Could you report every line from the entries that includes the word "GameState"?

___ DATA SHOWN ___

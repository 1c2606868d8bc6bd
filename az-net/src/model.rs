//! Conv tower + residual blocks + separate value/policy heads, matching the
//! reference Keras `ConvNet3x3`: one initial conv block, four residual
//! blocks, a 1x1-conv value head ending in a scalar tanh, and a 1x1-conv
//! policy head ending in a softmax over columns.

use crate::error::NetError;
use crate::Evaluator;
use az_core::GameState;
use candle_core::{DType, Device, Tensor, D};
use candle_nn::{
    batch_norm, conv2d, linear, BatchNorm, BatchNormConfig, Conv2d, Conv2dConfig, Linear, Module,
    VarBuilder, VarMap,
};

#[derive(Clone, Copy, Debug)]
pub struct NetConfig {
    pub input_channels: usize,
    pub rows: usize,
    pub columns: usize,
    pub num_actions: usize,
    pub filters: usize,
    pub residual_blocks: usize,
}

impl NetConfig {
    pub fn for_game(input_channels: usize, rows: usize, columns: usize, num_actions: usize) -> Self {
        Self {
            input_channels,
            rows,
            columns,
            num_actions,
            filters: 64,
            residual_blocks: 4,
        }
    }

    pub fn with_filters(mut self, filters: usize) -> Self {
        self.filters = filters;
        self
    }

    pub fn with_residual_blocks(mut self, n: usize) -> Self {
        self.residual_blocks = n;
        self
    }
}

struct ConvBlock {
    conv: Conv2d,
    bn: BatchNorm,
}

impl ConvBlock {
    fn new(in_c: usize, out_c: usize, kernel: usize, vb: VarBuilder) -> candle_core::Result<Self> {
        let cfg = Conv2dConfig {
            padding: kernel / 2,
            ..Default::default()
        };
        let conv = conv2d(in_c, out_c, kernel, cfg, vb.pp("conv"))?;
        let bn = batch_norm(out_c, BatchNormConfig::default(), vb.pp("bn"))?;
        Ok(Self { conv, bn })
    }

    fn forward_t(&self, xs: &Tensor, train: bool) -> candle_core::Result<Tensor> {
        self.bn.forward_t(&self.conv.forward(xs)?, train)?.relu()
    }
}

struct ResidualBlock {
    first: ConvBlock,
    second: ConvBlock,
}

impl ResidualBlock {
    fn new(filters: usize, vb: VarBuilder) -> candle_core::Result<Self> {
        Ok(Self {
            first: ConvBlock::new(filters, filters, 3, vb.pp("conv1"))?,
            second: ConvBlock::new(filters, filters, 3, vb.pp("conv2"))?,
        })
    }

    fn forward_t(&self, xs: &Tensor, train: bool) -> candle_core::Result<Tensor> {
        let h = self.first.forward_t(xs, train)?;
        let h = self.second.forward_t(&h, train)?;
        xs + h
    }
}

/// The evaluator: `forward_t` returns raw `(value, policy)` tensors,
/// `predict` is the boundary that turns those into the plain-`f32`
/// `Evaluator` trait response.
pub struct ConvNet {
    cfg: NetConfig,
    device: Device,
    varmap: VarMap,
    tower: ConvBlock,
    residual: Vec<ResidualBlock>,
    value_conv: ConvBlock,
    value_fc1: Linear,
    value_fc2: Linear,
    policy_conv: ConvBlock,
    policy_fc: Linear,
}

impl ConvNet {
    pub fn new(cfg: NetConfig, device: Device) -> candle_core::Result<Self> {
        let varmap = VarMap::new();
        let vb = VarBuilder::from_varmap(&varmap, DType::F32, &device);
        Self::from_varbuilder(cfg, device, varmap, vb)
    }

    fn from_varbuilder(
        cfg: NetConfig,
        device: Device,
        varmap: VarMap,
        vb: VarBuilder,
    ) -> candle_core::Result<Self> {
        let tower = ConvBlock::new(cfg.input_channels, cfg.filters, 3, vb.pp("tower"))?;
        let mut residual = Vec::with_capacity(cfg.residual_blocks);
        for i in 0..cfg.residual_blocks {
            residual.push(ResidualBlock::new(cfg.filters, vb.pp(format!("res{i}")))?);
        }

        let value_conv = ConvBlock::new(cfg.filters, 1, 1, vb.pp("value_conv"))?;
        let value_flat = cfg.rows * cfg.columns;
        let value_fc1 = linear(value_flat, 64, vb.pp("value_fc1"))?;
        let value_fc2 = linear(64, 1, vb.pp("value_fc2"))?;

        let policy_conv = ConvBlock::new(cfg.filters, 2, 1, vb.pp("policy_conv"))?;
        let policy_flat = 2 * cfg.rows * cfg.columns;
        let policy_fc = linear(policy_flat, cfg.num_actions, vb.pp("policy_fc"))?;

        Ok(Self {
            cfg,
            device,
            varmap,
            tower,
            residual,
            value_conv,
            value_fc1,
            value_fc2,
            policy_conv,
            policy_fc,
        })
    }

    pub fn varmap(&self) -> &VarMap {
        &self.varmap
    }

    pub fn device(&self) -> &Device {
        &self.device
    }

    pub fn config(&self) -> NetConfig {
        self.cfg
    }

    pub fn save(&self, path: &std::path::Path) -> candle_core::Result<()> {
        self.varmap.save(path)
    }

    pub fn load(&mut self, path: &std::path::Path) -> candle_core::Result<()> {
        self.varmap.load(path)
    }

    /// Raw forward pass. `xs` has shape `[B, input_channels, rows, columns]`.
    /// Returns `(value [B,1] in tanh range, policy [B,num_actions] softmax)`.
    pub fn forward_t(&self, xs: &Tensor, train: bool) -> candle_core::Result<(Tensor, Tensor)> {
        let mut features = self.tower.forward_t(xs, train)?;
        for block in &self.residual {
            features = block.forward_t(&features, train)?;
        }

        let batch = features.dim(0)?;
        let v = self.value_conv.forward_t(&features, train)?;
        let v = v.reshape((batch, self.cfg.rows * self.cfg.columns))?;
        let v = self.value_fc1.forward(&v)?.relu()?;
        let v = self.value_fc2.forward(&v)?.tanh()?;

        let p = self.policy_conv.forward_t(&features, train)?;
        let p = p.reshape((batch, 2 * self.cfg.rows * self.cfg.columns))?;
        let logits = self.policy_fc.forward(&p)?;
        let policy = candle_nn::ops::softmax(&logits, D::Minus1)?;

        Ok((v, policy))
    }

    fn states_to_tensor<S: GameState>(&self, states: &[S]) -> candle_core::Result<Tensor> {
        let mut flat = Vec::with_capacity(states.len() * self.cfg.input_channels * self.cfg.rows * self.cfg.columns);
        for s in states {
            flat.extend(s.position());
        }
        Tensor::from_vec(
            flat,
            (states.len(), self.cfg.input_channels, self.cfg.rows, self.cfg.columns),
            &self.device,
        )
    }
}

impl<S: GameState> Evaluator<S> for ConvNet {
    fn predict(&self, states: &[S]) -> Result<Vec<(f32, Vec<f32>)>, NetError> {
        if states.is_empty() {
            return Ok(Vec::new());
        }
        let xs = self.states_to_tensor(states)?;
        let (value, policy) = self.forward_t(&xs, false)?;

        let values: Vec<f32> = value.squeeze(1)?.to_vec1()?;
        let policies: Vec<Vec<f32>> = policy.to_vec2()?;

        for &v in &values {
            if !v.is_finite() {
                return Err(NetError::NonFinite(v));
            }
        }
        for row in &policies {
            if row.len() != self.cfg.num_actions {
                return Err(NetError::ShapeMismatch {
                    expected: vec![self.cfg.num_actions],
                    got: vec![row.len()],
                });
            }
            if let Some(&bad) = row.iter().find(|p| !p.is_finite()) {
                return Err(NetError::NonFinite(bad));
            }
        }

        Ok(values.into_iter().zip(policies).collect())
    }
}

___

→ RESULT FOR THIS EXERCISE
use az_core::GameState;
    fn states_to_tensor<S: GameState>(&self, states: &[S]) -> candle_core::Result<Tensor> {
impl<S: GameState> Evaluator<S> for ConvNet {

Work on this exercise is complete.